Взвод. Офицеры и ополченцы русской литературы - Захар Прилепин 7 стр.


Правда, уже после её смерти: 6 ноября 1796 года императрицу нежданно хватил удар.

При восшедшем на престол Павле I положение Державина не пошатнётся, и даже напротив: за несколько лет новый император успеет наградить сановника и поэта больше, чем его матушка за два десятилетия.

Державин получает место государственного казначея, опровергая миф, что поэты не умеют считать деньги.

Со специальными поручениями Державин несколько раз посещал Белоруссию, где обнищавшие вконец крестьяне находились в неподъёмных долгах у местных торговцев и хозяев винокурен. Там он открыл несколько лечебниц и закупил на собственные деньги хлеба для жителей двух самых бедных имений. В Витебске Державин написал «Мнение об отвращении в Белоруссии недостатка хлебного обузданием корыстных промыслов евреев, об их преобразовании», где в числе прочего предложил уничтожить кагалы.

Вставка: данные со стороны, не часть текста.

//! Scripted sessions for the command line.
//!
//! A checkout script is a TOML file describing a project, the first checkout
//! request and a list of steps. Replaying it drives a
//! [`CheckoutNavigationController`] and records every decision and output.
//!
//! ```toml
//! initial_url = "https://www.kickstarter.com/projects/creator/a-project/pledge/new"
//!
//! [project]
//! id = 1
//! name = "A Project"
//! url = "https://www.kickstarter.com/projects/creator/a-project"
//!
//! [[statuses]]
//! state = "successful"
//!
//! [[step]]
//! kind = "navigate"
//! url = "https://www.kickstarter.com/projects/creator/a-project/pledge"
//! method = "POST"
//! trigger = "form_submitted"
//! ```
use async_trait::async_trait;
use secrecy::SecretString;
use serde::{Deserialize, Serialize};
use std::collections::VecDeque;
use std::path::Path;
use std::sync::{Arc, Mutex};
use thiserror::Error;
use tokio::sync::mpsc;

use crate::analytics::{Properties, RecordingTracker};
use crate::checkout::{
    ApiPreparer, CheckoutEnvelope, CheckoutNavigationController, CheckoutOutput, CheckoutRef,
    CheckoutSettings, CheckoutStatusPoller, HttpMethod, InterceptDecision, NavigationRequest,
    NavigationTrigger, PollError, Project, Reward,
};
use crate::discovery::{flatten_groups, group_categories, Category, DiscoveryFilter};
use crate::util::{parse_web_url, UrlError};

/// Maximum script or catalog size (1MB).
const MAX_INPUT_SIZE: u64 = 1024 * 1024;

#[derive(Debug, Error)]
pub enum ScriptError {
    #[error("Failed to read {path}: {source}")]
    Io {
        path: String,
        #[source]
        source: std::io::Error,
    },

    #[error("{0} exceeds 1MB limit")]
    TooLarge(String),

    #[error("Invalid checkout script: {0}")]
    Script(#[from] toml::de::Error),

    #[error("Invalid category catalog: {0}")]
    Catalog(#[from] serde_json::Error),

    #[error("Invalid URL in script: {0}")]
    Url(#[from] UrlError),

    #[error("Unknown filter selection '{0}'")]
    UnknownSelection(String),
}

fn read_limited(path: &Path) -> Result<String, ScriptError> {
    let io_err = |source| ScriptError::Io {
        path: path.display().to_string(),
        source,
    };
    let metadata = std::fs::metadata(path).map_err(io_err)?;
    if metadata.len() > MAX_INPUT_SIZE {
        return Err(ScriptError::TooLarge(path.display().to_string()));
    }
    std::fs::read_to_string(path).map_err(io_err)
}

// ============================================================================
// Checkout Scripts
// ============================================================================

#[derive(Debug, Clone, Deserialize)]
pub struct ScriptProject {
    pub id: u64,
    pub name: String,
    pub url: String,
    #[serde(default)]
    pub is_backing: bool,
}

#[derive(Debug, Clone, Copy, Default, Deserialize)]
pub struct ScriptReward {
    pub id: u64,
    pub minimum: u32,
}

#[derive(Debug, Clone, Deserialize)]
#[serde(tag = "kind", rename_all = "snake_case")]
pub enum ScriptStep {
    /// The web view attempts a navigation.
    Navigate {
        url: String,
        #[serde(default)]
        method: HttpMethod,
        #[serde(default)]
        trigger: NavigationTrigger,
        #[serde(default)]
        prepared: bool,
    },
    /// The user finished signing in.
    Login { token: String },
    Cancel,
    AcknowledgeFailure,
}

#[derive(Debug, Clone, Deserialize)]
pub struct CheckoutScript {
    pub initial_url: String,
    #[serde(default)]
    pub apple_pay: bool,
    pub project: ScriptProject,
    #[serde(default)]
    pub reward: ScriptReward,
    /// Responses handed out, in order, to racing status checks.
    #[serde(default)]
    pub statuses: Vec<CheckoutEnvelope>,
    #[serde(default, rename = "step")]
    pub steps: Vec<ScriptStep>,
}

impl CheckoutScript {
    pub fn load(path: &Path) -> Result<Self, ScriptError> {
        Self::parse(&read_limited(path)?)
    }

    pub fn parse(content: &str) -> Result<Self, ScriptError> {
        Ok(toml::from_str(content)?)
    }
}

/// One line of replay output.
#[derive(Debug, Clone, PartialEq, Serialize)]
#[serde(tag = "event", rename_all = "snake_case")]
pub enum ReplayEntry {
    Decision {
        url: String,
        decision: InterceptDecision,
    },
    Output {
        output: CheckoutOutput,
    },
    Tracked {
        name: String,
        properties: Properties,
    },
}

impl ReplayEntry {
    fn output(output: CheckoutOutput) -> Self {
        ReplayEntry::Output { output }
    }
}

/// Status poller answering from the script's `statuses` list.
struct ScriptedStatuses {
    responses: Mutex<VecDeque<CheckoutEnvelope>>,
}

#[async_trait]
impl CheckoutStatusPoller for ScriptedStatuses {
    async fn fetch_status(&self, checkout: &CheckoutRef) -> Result<CheckoutEnvelope, PollError> {
        let next = self
            .responses
            .lock()
            .unwrap_or_else(|poisoned| poisoned.into_inner())
            .pop_front();
        next.ok_or_else(|| {
            PollError::Transport(format!("no scripted status for checkout {}", checkout.id))
        })
    }
}

/// Runs `script` through a fresh controller. Racing polls wait for their
/// configured delay before the next step runs.
pub async fn replay_checkout(
    script: CheckoutScript,
    settings: CheckoutSettings,
    client_id: &str,
) -> Result<Vec<ReplayEntry>, ScriptError> {
    let project = Project {
        id: script.project.id,
        name: script.project.name,
        web_url: parse_web_url(&script.project.url)?,
        is_backing: script.project.is_backing,
    };
    let initial = NavigationRequest::get(parse_web_url(&script.initial_url)?);
    let reward = Reward {
        id: script.reward.id,
        minimum: script.reward.minimum,
    };

    let tracker = Arc::new(RecordingTracker::new());
    let statuses = Arc::new(ScriptedStatuses {
        responses: Mutex::new(script.statuses.into()),
    });
    let (event_tx, mut event_rx) = mpsc::channel(8);
    let mut controller = CheckoutNavigationController::new(
        settings,
        Box::new(ApiPreparer::new(client_id)),
        tracker.clone(),
    )
    .with_status_poller(statuses, event_tx);

    controller.configure(initial, project, reward, script.apple_pay);
    let mut entries: Vec<ReplayEntry> = controller
        .view_ready()
        .into_iter()
        .map(ReplayEntry::output)
        .collect();

    for step in script.steps {
        match step {
            ScriptStep::Navigate {
                url,
                method,
                trigger,
                prepared,
            } => {
                let decision = controller.classify_raw(&url, method, prepared, trigger);
                let polling = matches!(decision, InterceptDecision::PollStatus(_));
                entries.push(ReplayEntry::Decision { url, decision });

                if polling {
                    if let Some(event) = event_rx.recv().await {
                        entries.extend(controller.handle_event(event).map(ReplayEntry::output));
                    }
                }
            }
            ScriptStep::Login { token } => {
                entries.extend(
                    controller
                        .user_session_started(SecretString::from(token))
                        .into_iter()
                        .map(ReplayEntry::output),
                );
            }
            ScriptStep::Cancel => {
                entries.push(ReplayEntry::output(controller.cancel_button_tapped()));
            }
            ScriptStep::AcknowledgeFailure => {
                entries.push(ReplayEntry::output(controller.failure_alert_button_tapped()));
            }
        }
    }

    entries.extend(tracker.events().into_iter().map(|e| ReplayEntry::Tracked {
        name: e.name,
        properties: e.properties,
    }));
    Ok(entries)
}

// ============================================================================
// Category Catalogs
// ============================================================================

/// Loads a JSON array of categories.
pub fn load_catalog(path: &Path) -> Result<Vec<Category>, ScriptError> {
    Ok(serde_json::from_str(&read_limited(path)?)?)
}

/// Parses a `--selected` value: a shortcut name or a category id from the
/// catalog.
pub fn parse_selection(value: &str, catalog: &[Category]) -> Result<DiscoveryFilter, ScriptError> {
    let filter = match value.trim().to_ascii_lowercase().as_str() {
        "all" | "all-projects" => DiscoveryFilter::AllProjects,
        "staff-picks" => DiscoveryFilter::StaffPicks,
        "starred" => DiscoveryFilter::Starred,
        "recommended" => DiscoveryFilter::Recommended,
        "social" => DiscoveryFilter::Social,
        other => {
            let id: u64 = other
                .parse()
                .map_err(|_| ScriptError::UnknownSelection(value.to_owned()))?;
            let groups = group_categories(catalog);
            let category = flatten_groups(&groups)
                .find(|c| c.id == id)
                .ok_or_else(|| ScriptError::UnknownSelection(value.to_owned()))?;
            DiscoveryFilter::Category(category.clone())
        }
    };
    Ok(filter)
}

Ну и, конечно же, за всей этой работой нисколько не ослабевало пристальное державинское внимание ко всем воинским удачам россов.

К 1799 году французы захватили большую часть итальянских государств, восточное побережье Адриатики, Мальту, земли германских государств в Швейцарии, Голландию, – молодой и непобедимый Наполеон мечтал идти до Индии, а пока воевал в Египте. Европа оказалась бессильной пред ним.

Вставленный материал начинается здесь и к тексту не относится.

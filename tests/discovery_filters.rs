//! Integration tests for the discovery filter picker: row projections,
//! expansion toggling, favorites and analytics.

use pretty_assertions::assert_eq;
use proptest::prelude::*;
use serde_json::{json, Value};
use std::sync::Arc;

use crowdflow::analytics::RecordingTracker;
use crowdflow::discovery::{
    Category, CategoryTreeModel, DiscoveryFilter, ExpandableRow, SelectableRow, TopRowFlags,
};

fn art() -> Category {
    Category::root(1, "Art").with_count(1200)
}

fn illustration() -> Category {
    Category::child_of(&art(), 22, "Illustration")
}

fn film() -> Category {
    Category::root(11, "Film & Video").with_count(800)
}

fn documentary() -> Category {
    Category::child_of(&film(), 30, "Documentary")
}

fn catalog() -> Vec<Category> {
    vec![art(), illustration(), film(), documentary()]
}

fn row(category: Category, is_selected: bool) -> SelectableRow {
    SelectableRow {
        filter: DiscoveryFilter::Category(category),
        is_selected,
    }
}

fn shortcut(filter: DiscoveryFilter, is_selected: bool) -> SelectableRow {
    SelectableRow { filter, is_selected }
}

fn art_row(is_expanded: bool, art_selected: bool) -> ExpandableRow {
    ExpandableRow {
        category: art(),
        is_expanded,
        rows: vec![row(art(), art_selected), row(illustration(), false)],
    }
}

fn film_row(is_expanded: bool) -> ExpandableRow {
    ExpandableRow {
        category: film(),
        is_expanded,
        rows: vec![row(film(), false), row(documentary(), false)],
    }
}

fn model_with(
    flags: TopRowFlags,
    favorites: Vec<u64>,
) -> (CategoryTreeModel, Arc<RecordingTracker>) {
    let tracker = Arc::new(RecordingTracker::new());
    let model = CategoryTreeModel::new(flags, favorites, tracker.clone());
    (model, tracker)
}

fn model() -> (CategoryTreeModel, Arc<RecordingTracker>) {
    model_with(TopRowFlags::default(), Vec::new())
}

// ============================================================================
// Activation
// ============================================================================

#[test]
fn test_all_projects_loads_collapsed_tree() {
    let (mut model, _) = model();
    model.configure(DiscoveryFilter::AllProjects, &catalog());

    let snapshot = model.activate().unwrap();
    assert_eq!(snapshot.categories.rows, vec![art_row(false, false), film_row(false)]);
    assert_eq!(snapshot.categories.initial_root_id, None);
    assert_eq!(snapshot.categories.anchor_id, None);
    assert_eq!(snapshot.animate_in, None);
    assert_eq!(snapshot.favorites, None);
}

#[test]
fn test_configure_with_selected_category_expands_it() {
    let (mut model, _) = model();
    model.configure(DiscoveryFilter::Category(art()), &catalog());

    let snapshot = model.activate().unwrap();
    assert_eq!(snapshot.categories.rows, vec![art_row(true, true), film_row(false)]);
    assert_eq!(snapshot.categories.initial_root_id, Some(1));
    assert_eq!(snapshot.categories.anchor_id, Some(1));
    assert_eq!(model.expanded_root(), Some(1));
}

#[test]
fn test_selected_subcategory_expands_its_root() {
    let (mut model, _) = model();
    model.configure(DiscoveryFilter::Category(documentary()), &catalog());

    let snapshot = model.activate().unwrap();
    let film = &snapshot.categories.rows[1];
    assert!(film.is_expanded);
    assert_eq!(
        film.rows.iter().map(|r| r.is_selected).collect::<Vec<_>>(),
        vec![false, true]
    );
    assert_eq!(snapshot.animate_in, Some(11));
}

#[test]
fn test_animate_in_follows_selection_root() {
    let (mut model, _) = model();
    for (selected, expected) in [
        (DiscoveryFilter::AllProjects, None),
        (DiscoveryFilter::Category(art()), Some(1)),
        (DiscoveryFilter::Category(documentary()), Some(11)),
    ] {
        model.configure(selected, &catalog());
        assert_eq!(model.animate_in(), expected);
    }
}

// ============================================================================
// Top Rows
// ============================================================================

#[test]
fn test_top_rows_signed_out() {
    let (mut model, _) = model();
    model.configure(DiscoveryFilter::AllProjects, &catalog());

    let top = model.activate().unwrap().top;
    assert_eq!(
        top.rows,
        vec![
            shortcut(DiscoveryFilter::AllProjects, true),
            shortcut(DiscoveryFilter::StaffPicks, false),
        ]
    );
    assert_eq!(top.initial_root_id, None);
}

#[test]
fn test_top_rows_signed_in_with_social() {
    let (mut model, _) = model_with(TopRowFlags::all(), Vec::new());
    model.configure(DiscoveryFilter::AllProjects, &catalog());

    let top = model.activate().unwrap().top;
    assert_eq!(
        top.rows,
        vec![
            shortcut(DiscoveryFilter::AllProjects, true),
            shortcut(DiscoveryFilter::StaffPicks, false),
            shortcut(DiscoveryFilter::Starred, false),
            shortcut(DiscoveryFilter::Recommended, false),
            shortcut(DiscoveryFilter::Social, false),
        ]
    );
}

#[test]
fn test_top_rows_with_category_selected() {
    let (mut model, _) = model();
    model.configure(DiscoveryFilter::Category(art()), &catalog());

    let top = model.activate().unwrap().top;
    assert!(top.rows.iter().all(|r| !r.is_selected));
    assert_eq!(top.initial_root_id, Some(1));
}

// ============================================================================
// Expansion
// ============================================================================

#[test]
fn test_expanding_category_filters() {
    let (mut model, _) = model();
    model.configure(DiscoveryFilter::AllProjects, &catalog());
    model.activate().unwrap();

    let art_open = model.tap_expandable(1).unwrap();
    assert_eq!(art_open.rows, vec![art_row(true, false), film_row(false)]);

    let film_open = model.tap_expandable(11).unwrap();
    assert_eq!(film_open.rows, vec![art_row(false, false), film_row(true)]);

    let collapsed = model.tap_expandable(11).unwrap();
    assert_eq!(collapsed.rows, vec![art_row(false, false), film_row(false)]);

    assert_eq!(
        [&art_open, &film_open, &collapsed].map(|load| (load.initial_root_id, load.anchor_id)),
        [(None, Some(1)), (None, Some(11)), (None, Some(11))]
    );
}

#[test]
fn test_tapping_selectable_row_reports_it() {
    let (mut model, _) = model();
    model.configure(DiscoveryFilter::AllProjects, &catalog());
    model.activate().unwrap();

    let tapped = shortcut(DiscoveryFilter::AllProjects, true);
    assert_eq!(model.tap_selectable(&tapped), tapped);
    // Selection only changes on reconfigure
    assert_eq!(model.expanded_root(), None);
}

#[test]
fn test_analytics_events() {
    let (mut model, tracker) = model();
    model.configure(DiscoveryFilter::AllProjects, &catalog());
    model.activate().unwrap();
    assert_eq!(tracker.names(), vec!["Viewed Discovery Filters", "Discover Switch Modal"]);

    model.tap_expandable(11).unwrap();
    model.tap_selectable(&row(documentary(), false));

    assert_eq!(
        tracker.names(),
        vec![
            "Viewed Discovery Filters",
            "Discover Switch Modal",
            "Expanded Discovery Filter",
            "Selected Discovery Filter",
            "Discover Modal Selected Filter",
        ]
    );
    assert_eq!(
        tracker.property("discover_category_id"),
        vec![Value::Null, Value::Null, json!(11), json!(30), json!(30)]
    );
}

// ============================================================================
// Grouping and Favorites
// ============================================================================

#[test]
fn test_grouping_preserves_root_counts() {
    let uncounted_art = Category::root(1, "Art");
    let illustration_with_bare_parent = Category::child_of(&uncounted_art, 22, "Illustration");
    let catalog = vec![documentary(), film(), art(), illustration_with_bare_parent];

    let (mut model, _) = model();
    model.configure(DiscoveryFilter::AllProjects, &catalog);

    let counts: Vec<Option<u32>> = model
        .activate()
        .unwrap()
        .categories
        .rows
        .iter()
        .map(|r| r.category.projects_count)
        .collect();
    assert_eq!(counts, vec![Some(1200), Some(800)]);
}

#[test]
fn test_favorite_rows_without_favorites() {
    let (mut model, _) = model();
    model.configure(DiscoveryFilter::AllProjects, &catalog());
    assert_eq!(model.activate().unwrap().favorites, None);
}

#[test]
fn test_favorite_rows_with_favorites() {
    let (mut model, _) = model_with(TopRowFlags::default(), vec![30, 1]);
    model.configure(DiscoveryFilter::AllProjects, &catalog());

    let favorites = model.activate().unwrap().favorites.unwrap();
    assert_eq!(favorites.rows, vec![row(art(), false), row(documentary(), false)]);
    assert_eq!(favorites.initial_root_id, None);
}

#[test]
fn test_favorite_rows_with_favorite_selected() {
    let (mut model, _) = model_with(TopRowFlags::default(), vec![1, 30]);
    model.configure(DiscoveryFilter::Category(art()), &catalog());

    let favorites = model.activate().unwrap().favorites.unwrap();
    assert_eq!(favorites.rows, vec![row(art(), true), row(documentary(), false)]);
    assert_eq!(favorites.initial_root_id, Some(1));
}

// ============================================================================
// Properties
// ============================================================================

proptest! {
    /// Row projections do not depend on catalog order.
    #[test]
    fn rows_are_permutation_invariant(shuffled in Just(catalog()).prop_shuffle()) {
        let (mut expected_model, _) = model();
        expected_model.configure(DiscoveryFilter::Category(illustration()), &catalog());
        let expected = expected_model.activate().unwrap();

        let (mut model, _) = model();
        model.configure(DiscoveryFilter::Category(illustration()), &shuffled);
        let snapshot = model.activate().unwrap();

        prop_assert_eq!(snapshot.categories.rows.len(), 2);
        prop_assert_eq!(snapshot, expected);
    }

    /// At most one row is expanded after any sequence of taps, and it is the
    /// one the model reports.
    #[test]
    fn single_row_expanded(taps in proptest::collection::vec(prop_oneof![Just(1u64), Just(11u64)], 0..12)) {
        let (mut model, _) = model();
        model.configure(DiscoveryFilter::AllProjects, &catalog());
        model.activate().unwrap();

        for root_id in taps {
            let load = model.tap_expandable(root_id).unwrap();
            let expanded: Vec<u64> = load
                .rows
                .iter()
                .filter(|r| r.is_expanded)
                .map(|r| r.category.id)
                .collect();
            prop_assert!(expanded.len() <= 1);
            prop_assert_eq!(expanded.first().copied(), model.expanded_root());
        }
    }
}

И здесь был вызван в действующую армию Суворов. «Бог в наказание за грехи мои послал Бонапарта в Египет, чтобы не дать мне славы победить его», – печалился Александр Васильевич.

Итальянский поход Суворова был триумфальным: русские не дошли до Генуи и Ниццы лишь потому, что английские дипломаты, доселе боявшиеся французов, теперь были озадачены тем, что Россия силой своего оружия может, наконец, занять центральное положение в Европе.

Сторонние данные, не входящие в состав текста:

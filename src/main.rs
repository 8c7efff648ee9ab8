use anyhow::{Context, Result};
use clap::{Parser, Subcommand};
use std::path::PathBuf;
use std::sync::Arc;

use crowdflow::analytics::LogTracker;
use crowdflow::checkout::CheckoutSettings;
use crowdflow::config::Config;
use crowdflow::discovery::{CategoryTreeModel, TopRowFlags};
use crowdflow::replay::{load_catalog, parse_selection, replay_checkout, CheckoutScript};

/// Get the default config file path (~/.config/crowdflow/config.toml)
fn default_config_path() -> Result<PathBuf> {
    let home = std::env::var("HOME").context("HOME environment variable not set")?;
    Ok(PathBuf::from(home)
        .join(".config")
        .join("crowdflow")
        .join("config.toml"))
}

#[derive(Parser, Debug)]
#[command(
    name = "crowdflow",
    about = "Replay checkout navigation and preview discovery filters"
)]
struct Args {
    /// Config file (defaults to ~/.config/crowdflow/config.toml)
    #[arg(long, global = true, value_name = "FILE")]
    config: Option<PathBuf>,

    #[command(subcommand)]
    command: Command,
}

#[derive(Subcommand, Debug)]
enum Command {
    /// Replay a scripted checkout session, printing one JSON line per event
    Checkout {
        /// TOML script describing the session
        #[arg(long, value_name = "FILE")]
        script: PathBuf,
    },

    /// Print the filter rows for a category catalog as JSON
    Filters {
        /// JSON array of categories
        #[arg(long, value_name = "FILE")]
        catalog: PathBuf,

        /// Selected filter: all, staff-picks, starred, recommended, social or a category id
        #[arg(long, default_value = "all")]
        selected: String,

        /// Root category rows to tap after activation, in order
        #[arg(long = "tap", value_name = "ROOT_ID")]
        taps: Vec<u64>,
    },
}

#[tokio::main]
async fn main() -> Result<()> {
    tracing_subscriber::fmt()
        .with_env_filter(tracing_subscriber::EnvFilter::from_default_env())
        .with_writer(std::io::stderr)
        .init();

    let args = Args::parse();

    let config_path = match args.config {
        Some(path) => path,
        None => default_config_path()?,
    };
    let config = Config::load(&config_path)
        .with_context(|| format!("Failed to load config from {}", config_path.display()))?;

    match args.command {
        Command::Checkout { script } => {
            let settings = CheckoutSettings::from_config(&config.checkout)
                .context("Invalid URL in [checkout] config")?;
            let script = CheckoutScript::load(&script)?;

            let entries = replay_checkout(script, settings, &config.checkout.client_id).await?;
            for entry in entries {
                println!("{}", serde_json::to_string(&entry)?);
            }
        }

        Command::Filters {
            catalog,
            selected,
            taps,
        } => {
            let categories = load_catalog(&catalog)?;
            let selected = parse_selection(&selected, &categories)?;

            let mut model = CategoryTreeModel::new(
                TopRowFlags::from(&config.discovery),
                config.discovery.favorite_category_ids.iter().copied(),
                Arc::new(LogTracker),
            );
            model.configure(selected, &categories);

            let snapshot = model.activate()?;
            println!("{}", serde_json::to_string_pretty(&snapshot)?);

            for root_id in taps {
                let rows = model.tap_expandable(root_id)?;
                println!("{}", serde_json::to_string_pretty(&rows)?);
            }
        }
    }

    Ok(())
}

В 1799 году появятся ликующие стихи Державина «На победы в Италии», проводящие прямую линию от Рюрика до Суворова, словно говоря: прошлого нет, россы идут по своим следам, и в этом движении – наша отрада:

Так он! – Се Рюрик торжествует
В Валкале звук своих побед
И перстом долу показует
На росса, что по нём идет.
«Се мой, – гласит он, – воевода!
Воспитанный в огнях, во льдах,
Вождь бурь полночного народа,
Девятый вал в морских волнах,
Звезда, прешедша мира тропы,
Который след огня черты,
Меч Павлов, щит царей Европы,
Князь славы!» – Се, Суворов, ты!

Суворова тем временем переправили в Швейцарию.

В том же 1799 году Державин пишет оду «На переход Альпийских гор» – о том самом беспрецедентном суворовском походе, когда Петербург несколько раз был уверен, что Суворов разбит и пленён:

Чело с челом, глаза горят —
Не громы ль с громами дерутся? —
Мечами о мечи секутся,
Вкруг сыплют огнь, – хохочет ад.
Ведёт туда, где ветр не дышит
И в высотах, и в глубинах,
Где ухо льдов лишь гулы слышит,
Катящихся на крутизнах.
Ведёт – и скрыт уж в мраке гроба,
Уж с хладным смехом шепчет злоба:
«Погиб средь дерзких он путей!»
Но россу где и что преграда?
С тобою Бог – и сил громада
Раздвиглась силою твоей.

Страшнейший и мучительный переход, похожий вовсе не на известную картину Сурикова, а куда больше на стихи Державина с его хохочущим ледяным адом, надломил здоровье Суворова. Будучи пожалованным в генералиссимусы всех российских войск, спустя два месяца он заболел, и больше не выправился. Суворов умер 6 мая 1800 года.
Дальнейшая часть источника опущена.